Wähle oben eine Note auf einer Linie oder in einem Zwischenraum, um die passende Taste zu sehen. Wähle eine weiße oder schwarze Taste, um den Vorgang umzukehren und die Note im passenden System anzuzeigen.
Grundlagen von Violin- und Bassschlüssel
Der Violinschlüssel wird meist für Töne um und über dem mittleren C verwendet. Seine fünf Linien sind von unten E4, G4, B4, D5 und F5; die Zwischenräume sind F4, A4, C5 und E5.
Der Bassschlüssel deckt tiefere Töne ab. Seine fünf Linien sind von unten G2, B2, D3, F3 und A3; die Zwischenräume sind A2, C3, E3 und G3. Hilfslinien erweitern beide Systeme über diesen Bereich hinaus.
Wo liegt das mittlere C auf Klavier und Notensystem?

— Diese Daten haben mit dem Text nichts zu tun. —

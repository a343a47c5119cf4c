//! # Application configuration: `hervoice.toml`
//!
//! ```toml
//! [guard]
//! spinner_delay_ms = 200   # how long a session check may run before the spinner shows
//!
//! [about]
//! version = "1.0"
//! powered_by = "Slytherin"
//! helpline = "1800-1090"
//! ```
//!
//! Every field has a default, so a missing or partial file is equivalent to
//! the default configuration.

use std::time::Duration;

use serde::{Deserialize, Serialize};

/// Top-level configuration stored in `hervoice.toml`.
#[derive(Clone, Debug, Default, PartialEq, Serialize, Deserialize)]
pub struct HerVoiceConfig {
    #[serde(default)]
    pub guard: GuardConfig,
    #[serde(default)]
    pub about: AboutConfig,
}

/// Route guard behaviour.
#[derive(Clone, Debug, PartialEq, Serialize, Deserialize)]
pub struct GuardConfig {
    #[serde(default = "default_spinner_delay")]
    pub spinner_delay_ms: u64,
}

impl Default for GuardConfig {
    fn default() -> Self {
        Self {
            spinner_delay_ms: default_spinner_delay(),
        }
    }
}

impl GuardConfig {
    pub fn spinner_delay(&self) -> Duration {
        Duration::from_millis(self.spinner_delay_ms)
    }
}

/// Text shown in the profile footer.
#[derive(Clone, Debug, PartialEq, Serialize, Deserialize)]
pub struct AboutConfig {
    #[serde(default = "default_version")]
    pub version: String,
    #[serde(default = "default_powered_by")]
    pub powered_by: String,
    /// Women safety helpline number.
    #[serde(default = "default_helpline")]
    pub helpline: String,
}

impl Default for AboutConfig {
    fn default() -> Self {
        Self {
            version: default_version(),
            powered_by: default_powered_by(),
            helpline: default_helpline(),
        }
    }
}

fn default_spinner_delay() -> u64 {
    200
}

fn default_version() -> String {
    "1.0".to_string()
}

fn default_powered_by() -> String {
    "Slytherin".to_string()
}

fn default_helpline() -> String {
    "1800-1090".to_string()
}

impl HerVoiceConfig {
    /// The well-known filename for the config file.
    pub fn filename() -> &'static str {
        "hervoice.toml"
    }

    /// Parse from TOML string.
    pub fn from_toml(s: &str) -> Result<Self, toml::de::Error> {
        toml::from_str(s)
    }

    /// Serialize to TOML string.
    pub fn to_toml(&self) -> Result<String, toml::ser::Error> {
        toml::to_string_pretty(self)
    }
}

#[cfg(test)]
mod tests {
    use super::*;

    #[test]
    fn test_empty_file_is_default() {
        let config = HerVoiceConfig::from_toml("").unwrap();
        assert_eq!(config, HerVoiceConfig::default());
        assert_eq!(config.guard.spinner_delay(), Duration::from_millis(200));
        assert_eq!(config.about.helpline, "1800-1090");
    }

    #[test]
    fn test_partial_sections() {
        let config = HerVoiceConfig::from_toml(
            r#"
            [guard]
            spinner_delay_ms = 350

            [about]
            version = "1.1"
            "#,
        )
        .unwrap();

        assert_eq!(config.guard.spinner_delay_ms, 350);
        assert_eq!(config.about.version, "1.1");
        assert_eq!(config.about.powered_by, "Slytherin");
    }

    #[test]
    fn test_toml_output_parses_back() {
        let mut config = HerVoiceConfig::default();
        config.about.helpline = "181".to_string();

        let text = config.to_toml().unwrap();
        assert!(text.contains("[guard]"));
        assert_eq!(HerVoiceConfig::from_toml(&text).unwrap(), config);
    }

    #[test]
    fn test_wrong_type_is_rejected() {
        assert!(HerVoiceConfig::from_toml("[guard]\nspinner_delay_ms = \"fast\"").is_err());
    }
}
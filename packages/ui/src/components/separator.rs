use dioxus::prelude::*;

#[component]
pub fn Separator() -> Element {
    rsx! {
        div { class: "separator", role: "separator" }
    }
}
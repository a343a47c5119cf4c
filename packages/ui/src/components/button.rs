use dioxus::prelude::*;

#[derive(Clone, Copy, Debug, Default, PartialEq)]
pub enum ButtonVariant {
    #[default]
    Primary,
    Outline,
    Ghost,
}

impl ButtonVariant {
    fn class(self) -> &'static str {
        match self {
            ButtonVariant::Primary => "button button-primary",
            ButtonVariant::Outline => "button button-outline",
            ButtonVariant::Ghost => "button button-ghost",
        }
    }
}

#[component]
pub fn Button(
    #[props(default)] variant: ButtonVariant,
    #[props(default = "".to_string())] class: String,
    #[props(default)] disabled: bool,
    #[props(default = "button".to_string())] r#type: String,
    #[props(default)] onclick: EventHandler<MouseEvent>,
    children: Element,
) -> Element {
    let variant_class = variant.class();

    rsx! {
        button {
            class: "{variant_class} {class}",
            r#type: r#type,
            disabled: disabled,
            onclick: move |evt| onclick.call(evt),
            {children}
        }
    }
}

#[cfg(test)]
mod tests {
    use super::*;

    #[test]
    fn test_variant_classes() {
        assert_eq!(ButtonVariant::default(), ButtonVariant::Primary);
        assert_eq!(ButtonVariant::Primary.class(), "button button-primary");
        assert_eq!(ButtonVariant::Outline.class(), "button button-outline");
        assert_eq!(ButtonVariant::Ghost.class(), "button button-ghost");
    }
}
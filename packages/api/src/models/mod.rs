//! Data models for the application.

#[cfg(feature = "server")]
mod progress;
mod user;

#[cfg(feature = "server")]
pub use progress::ProgressRow;
#[cfg(feature = "server")]
pub use user::User;
pub use user::UserInfo;
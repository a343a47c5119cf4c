//! Session keys and registration checks.

use dioxus::prelude::ServerFnError;
use tower_sessions::Session;
use uuid::Uuid;

use super::password::MIN_PASSWORD_LEN;

/// Key for storing user ID in session.
pub const SESSION_USER_ID_KEY: &str = "user_id";

/// Read the signed-in user's id from the session, if any.
pub async fn session_user_id(session: &Session) -> Result<Option<Uuid>, ServerFnError> {
    let user_id: Option<String> = session
        .get(SESSION_USER_ID_KEY)
        .await
        .map_err(|e| ServerFnError::new(e.to_string()))?;

    user_id
        .map(|id| Uuid::parse_str(&id).map_err(|e| ServerFnError::new(e.to_string())))
        .transpose()
}

/// Like [`session_user_id`] but fails when nobody is signed in.
pub async fn require_user_id(session: &Session) -> Result<Uuid, ServerFnError> {
    session_user_id(session)
        .await?
        .ok_or_else(|| ServerFnError::new(crate::NOT_AUTHENTICATED))
}

/// Normalised registration input.
#[derive(Debug, Clone, PartialEq)]
pub struct Registration {
    pub email: String,
    pub name: String,
    pub preferred_language: String,
}

/// Trim and validate registration fields, lowercasing the email.
pub fn validate_registration(
    email: &str,
    password: &str,
    name: &str,
    preferred_language: &str,
) -> Result<Registration, &'static str> {
    let email = email.trim().to_lowercase();
    let name = name.trim().to_string();
    let preferred_language = match preferred_language.trim() {
        "" => "English".to_string(),
        lang => lang.to_string(),
    };

    if email.is_empty() || !email.contains('@') {
        return Err("Invalid email address");
    }
    if password.len() < MIN_PASSWORD_LEN {
        return Err("Password must be at least 8 characters");
    }
    if name.is_empty() {
        return Err("Name is required");
    }

    Ok(Registration {
        email,
        name,
        preferred_language,
    })
}

#[cfg(test)]
mod tests {
    use super::*;

    #[test]
    fn test_valid_registration_is_normalised() {
        let reg = validate_registration("  Asha@Example.COM ", "longenough", " Asha ", "").unwrap();
        assert_eq!(reg.email, "asha@example.com");
        assert_eq!(reg.name, "Asha");
        assert_eq!(reg.preferred_language, "English");
    }

    #[test]
    fn test_invalid_registration() {
        assert_eq!(
            validate_registration("no-at-sign", "longenough", "Asha", "Hindi"),
            Err("Invalid email address")
        );
        assert_eq!(
            validate_registration("a@b.c", "short", "Asha", "Hindi"),
            Err("Password must be at least 8 characters")
        );
        assert_eq!(
            validate_registration("a@b.c", "longenough", "   ", "Hindi"),
            Err("Name is required")
        );
    }
}
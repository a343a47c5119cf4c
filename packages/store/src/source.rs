//! Progress data sources.
//!
//! [`ProgressSource`] abstracts the remote "select all progress rows for a user"
//! query so the profile aggregation can run against the server API in the app
//! and against an in-memory source in tests.

use crate::models::{ProfileSummary, ProgressRecord};

/// Failure to read progress rows.
#[derive(Debug, Clone, PartialEq, thiserror::Error)]
pub enum ProgressError {
    #[error("not authenticated")]
    Unauthenticated,
    #[error("progress request failed: {0}")]
    Request(String),
}

/// Async source of a user's progress rows.
pub trait ProgressSource {
    fn fetch_progress(
        &self,
        user_id: &str,
    ) -> impl std::future::Future<Output = Result<Vec<ProgressRecord>, ProgressError>>;
}

/// Fetch every record of `user_id` and aggregate them.
pub async fn load_summary<S: ProgressSource>(
    source: &S,
    user_id: &str,
) -> Result<ProfileSummary, ProgressError> {
    let records = source.fetch_progress(user_id).await?;
    Ok(ProfileSummary::from_records(&records))
}
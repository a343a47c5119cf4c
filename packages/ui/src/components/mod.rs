//! Small component kit used by the views.
//!
//! Interactive pieces (switch, toast) wrap `dioxus-primitives`; the rest are
//! plain styled elements.

mod button;
pub use button::{Button, ButtonVariant};

mod card;
pub use card::Card;

mod progress;
pub use progress::ProgressBar;

mod separator;
pub use separator::Separator;

mod switch;
pub use switch::Switch;

pub use dioxus_primitives::toast::{use_toast, ToastOptions, ToastProvider};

Das mittlere C ist C4, MIDI-Note 60, mit ungefähr 261,63 Hz. Auf einem Standardklavier liegt es nahe der Mitte der Tastatur. In der Notenschrift sitzt es auf der ersten Hilfslinie unter dem Violinsystem oder über dem Basssystem.
Die Seite startet mit dem mittleren C als Orientierungspunkt. Sie bleibt bis zur ersten Interaktion stumm, damit kein unerwarteter Ton erklingt.
Notennamen und Do Re Mi
Buchstabennamen bezeichnen Tonhöhen als A, B, C, D, E, F und G, häufig ergänzt um eine Oktavzahl wie C4. Die Solmisation verwendet Do, Re, Mi, Fa, Sol, La und Si. Beim festen Do entspricht C dem Do, D dem Re und so weiter.
Ein Kreuz erhöht eine notierte Note um einen Halbton, ein Be erniedrigt sie um einen Halbton. Eine schwarze Taste kann deshalb zwei gleich klingende Namen haben, etwa C♯4 und D♭4.